On the other hand, psychological factors and depression also need to be treated effectively to help with sexual desire.

Vaginal discomfort and dryness can be alleviated by using lubricants during intercourse. Estrogen-based creams applied daily can also soften the vagina and increase its lubrication.

Right before menstruation, women’s estrogen levels decrease, which can sometimes reduce levodopa’s efficacy in some women. This loss of efficacy may result in an increase in the onset of effect from the moment of intake or a decrease in the duration of action of levodopa.

In both cases, if you notice that this occurs monthly, talk to your neurologist about adjusting your medication dose for this short period of time.

Open communication is crucial in this case.
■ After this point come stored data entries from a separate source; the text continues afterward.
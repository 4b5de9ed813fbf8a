//! Agora CLI
//!
//! Command-line client for the governance registry:
//! - Connect a wallet account
//! - List proposals
//! - Submit a proposal and wait for it to be mined
//! - Watch for new proposals
//! - Generate a default config file

use agora::config::{generate_default_config, Config, LoggingConfig};
use agora::render::{self, OutputFormat};
use agora::wallet::{JsonRpcWallet, MemoryWallet, WalletProvider};
use agora::{Address, ChainId, GovernanceApp};
use anyhow::{bail, Context};
use clap::{Parser, Subcommand};
use std::path::PathBuf;
use std::sync::Arc;
use tracing_subscriber::{layer::SubscriberExt, util::SubscriberInitExt};

/// Registry address used by `--simulated` when none is configured
const SIMULATED_REGISTRY: &str = "0x5FbDB2315678afecb367f032d93F642f64180aa3";

#[derive(Parser)]
#[command(name = "agora")]
#[command(version = env!("CARGO_PKG_VERSION"))]
#[command(about = "Submit and browse on-chain governance proposals")]
pub struct Cli {
    #[command(subcommand)]
    pub command: Commands,

    /// Config file (default: ~/.config/agora/config.toml or ./agora.toml)
    #[arg(short, long, global = true)]
    pub config: Option<PathBuf>,

    /// JSON-RPC endpoint, overrides the config file
    #[arg(long, global = true)]
    pub rpc_url: Option<String>,

    /// Use an in-process simulated chain instead of a node
    #[arg(long, global = true)]
    pub simulated: bool,

    /// Output format (table, json)
    #[arg(short, long, default_value = "table", global = true)]
    pub format: OutputFormat,
}

#[derive(Subcommand)]
pub enum Commands {
    /// Request account access and print the connected account
    Connect,

    /// List all proposals
    List,

    /// Submit a proposal
    Create {
        /// Proposal title
        #[arg(short, long)]
        title: String,
        /// Proposal description
        #[arg(short, long)]
        description: String,
    },

    /// Print new proposals as they are created
    Watch,

    /// Generate default config file
    Config {
        /// Output path (default: stdout)
        #[arg(short, long)]
        output: Option<PathBuf>,
    },
}

fn init_logging(config: &LoggingConfig) {
    let filter = tracing_subscriber::EnvFilter::try_from_default_env()
        .unwrap_or_else(|_| format!("agora={}", config.level).into());
    let registry = tracing_subscriber::registry().with(filter);

    // Logs go to stderr so JSON output on stdout stays parseable
    if config.format == "json" {
        registry
            .with(tracing_subscriber::fmt::layer().json().with_writer(std::io::stderr))
            .init();
    } else {
        registry
            .with(tracing_subscriber::fmt::layer().with_writer(std::io::stderr))
            .init();
    }
}

#[tokio::main(flavor = "current_thread")]
async fn main() -> anyhow::Result<()> {
    let cli = Cli::parse();

    if let Commands::Config { output } = &cli.command {
        let content = generate_default_config();
        match output {
            Some(path) => {
                std::fs::write(path, content)
                    .with_context(|| format!("Failed to write {:?}", path))?;
                println!("Config written to {:?}", path);
            }
            None => print!("{}", content),
        }
        return Ok(());
    }

    let mut config = match &cli.config {
        Some(path) => Config::load_with_env(path)?,
        None => Config::load_default(),
    };
    if let Some(url) = &cli.rpc_url {
        config.rpc.url = url.clone();
    }

    init_logging(&config.logging);
    tracing::debug!("Agora v{}", env!("CARGO_PKG_VERSION"));

    if cli.simulated {
        if config.contract.address.is_none() {
            config.contract.address = Some(SIMULATED_REGISTRY.to_string());
        }
        let wallet = MemoryWallet::new(ChainId(config.contract.chain_id));
        if let Ok(target) = config.contract.target() {
            wallet.deploy_registry(target.address);
        }
        tracing::info!("Using simulated chain {}", config.contract.chain_id);
        run(&cli, &config, Arc::new(wallet)).await
    } else {
        let wallet = JsonRpcWallet::new(&config.rpc)?;
        tracing::info!(url = wallet.url(), "Using JSON-RPC wallet");
        run(&cli, &config, Arc::new(wallet)).await
    }
}

async fn run<W: WalletProvider>(cli: &Cli, config: &Config, wallet: Arc<W>) -> anyhow::Result<()> {
    let mut app = GovernanceApp::new(config, Some(wallet));

    match &cli.command {
        Commands::Connect => match app.connect().await? {
            Some(account) => print_account(account, cli.format)?,
            None => bail!("No account authorized"),
        },

        Commands::List => {
            app.start().await?;
            println!("{}", render::render_cards(&app.cards(), cli.format)?);
        }

        Commands::Create { title, description } => {
            if app.connect().await?.is_none() {
                bail!("No account authorized");
            }
            app.form_mut().set_title(title.as_str());
            app.form_mut().set_description(description.as_str());

            match app.submit().await? {
                Some(receipt) => println!("{}", render::render_receipt(&receipt, cli.format)?),
                None => {
                    let reason = app
                        .status()
                        .map(|s| s.text.clone())
                        .unwrap_or_else(|| "Proposal not submitted".to_string());
                    bail!(reason);
                }
            }
        }

        Commands::Watch => watch(&mut app, config, cli.format).await?,

        // Handled before a wallet is created
        Commands::Config { .. } => {}
    }

    app.shutdown();
    Ok(())
}

fn print_account(account: Address, format: OutputFormat) -> anyhow::Result<()> {
    match format {
        OutputFormat::Json => println!(
            "{}",
            render::render_json(&serde_json::json!({ "account": account }))?
        ),
        OutputFormat::Table => println!("Connected {} ({})", account.short(), account),
    }
    Ok(())
}

async fn watch<W: WalletProvider>(
    app: &mut GovernanceApp<W>,
    config: &Config,
    format: OutputFormat,
) -> anyhow::Result<()> {
    app.start().await?;
    let Some(mut events) = app.gateway().map(|g| g.subscribe()) else {
        bail!("Wallet provider not found");
    };

    println!("{}", render::render_cards(&app.cards(), format)?);
    tracing::info!("Watching for new proposals (Ctrl+C to stop)");

    let mut ticker = tokio::time::interval(config.rpc.poll_interval());
    loop {
        tokio::select! {
            _ = tokio::signal::ctrl_c() => break,
            _ = ticker.tick() => {
                // Failures are already on the status line; keep polling
                if app.pump_events().await.is_err() {
                    if let Some(status) = app.status() {
                        eprintln!("{}", status.text);
                    }
                }
                for event in events.drain() {
                    println!("{}", render::render_event(&event, format)?);
                }
            }
        }
    }

    events.unsubscribe();
    Ok(())
}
Your roles in your sexual relationships will continue to change as your roles in life do. Your role as a caregiver does not exclude the role of sexual partner.

  • Be open to the fact that your relationship’s sex life may change over time.
  • Re-evaluate your sexual expectations and habits with your partner in light of your new reality.
  • Discuss openly with your partner to find new sexual stimulation techniques together.
  • Explore other ways (outside of sex) to show love and affection.
  • Explore other types of intimacy.
  • Spend more time on foreplay.
  • Focus on context beforehand.

Have sexual activity when your partner’s motor symptoms are less prominent or when their medication is fully effective.

Sexual dysfunction is common and increases with age. In some cases, these are characteristics of age rather than dysfunctions. When these dysfunctions are well taken care of medically and properly addressed between partners, it is possible to have a fulfilling sex life.